Поднялась с крыльца и Нюточка. Она неожиданно устыдилась того, что кто-то чужой и всегда неприветливый, вероятно, увидел, как близко друг к другу сидели они здесь, что он заметил, с какой неестественной поспешностью вскочил при его приближении Юзя, до того обнимавший ее плечи… И имеете со стыдом пришло вдруг то, что сама ощутила как отрезвление, потому что глаза вспомнили теперь хилое, болезненное лицо Юзи, а руки словно вновь ощутили брезгливо холодные потные ладони, которые так легко (этого всегда боялась) могли передать и ей безжалостный туберкулез.

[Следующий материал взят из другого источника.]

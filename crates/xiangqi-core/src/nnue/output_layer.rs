//! Clipped ReLU followed by a single affine output neuron.

use std::io::{self, Read, Write};

use aligned_vec::{AVec, ConstAlign, avec};
use byteorder::{LittleEndian, ReadBytesExt, WriteBytesExt};

use crate::nnue::CACHE_LINE_SIZE;
use crate::nnue::feature_transformer::{Accumulator, L1};

/// Inputs of the output neuron: both perspectives concatenated.
pub const INPUT_DIMS: usize = 2 * L1;

/// Activation ceiling of the clipped ReLU.
const CRELU_MAX: i32 = 127;

pub struct OutputLayer {
    bias: i32,
    weights: AVec<i16, ConstAlign<CACHE_LINE_SIZE>>,
}

impl OutputLayer {
    pub fn from_slice(bias: i32, weights: &[i16]) -> Self {
        assert_eq!(weights.len(), INPUT_DIMS, "output weight count");
        OutputLayer {
            bias,
            weights: AVec::from_slice(CACHE_LINE_SIZE, weights),
        }
    }

    pub fn read<R: Read>(reader: &mut R) -> io::Result<Self> {
        let bias = reader.read_i32::<LittleEndian>()?;
        let mut weights = avec![[CACHE_LINE_SIZE]|0i16; INPUT_DIMS];
        reader.read_i16_into::<LittleEndian>(&mut weights)?;
        Ok(OutputLayer { bias, weights })
    }

    pub fn write<W: Write>(&self, writer: &mut W) -> io::Result<()> {
        writer.write_i32::<LittleEndian>(self.bias)?;
        for &w in self.weights.iter() {
            writer.write_i16::<LittleEndian>(w)?;
        }
        Ok(())
    }

    /// Forward pass. The side to move's accumulator comes first.
    pub fn propagate(&self, us: &Accumulator, them: &Accumulator) -> i32 {
        let (w_us, w_them) = self.weights.split_at(L1);
        let dot = |acc: &Accumulator, w: &[i16]| -> i32 {
            acc.iter()
                .zip(w)
                .map(|(&a, &w)| a.clamp(0, CRELU_MAX) * i32::from(w))
                .sum()
        };
        self.bias + dot(us, w_us) + dot(them, w_them)
    }
}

В эту минуту юноша стал противен ей, раздражала даже кротость, с какой он смотрел в ее лицо. Нюточка, не протягивая руки, громко сказала:
— До свиданья, Юзик. Мне нужно уже уходить. Прощайте, милый Юзик…
— Вы не сердитесь? — хотел он спросить, но она была уже за дверью.
Он поднял с крыльца свою сучковатую дубинку, застегнул наглухо пиджачок и медленно свернул к переулочку, в конце которого находился его дом.
В коридоре Нюточка на минуту задержалась, проверяя запоры, и она слышала, как вдалеке захлебывался от приступа протяжного кашля чахоточный Юзя.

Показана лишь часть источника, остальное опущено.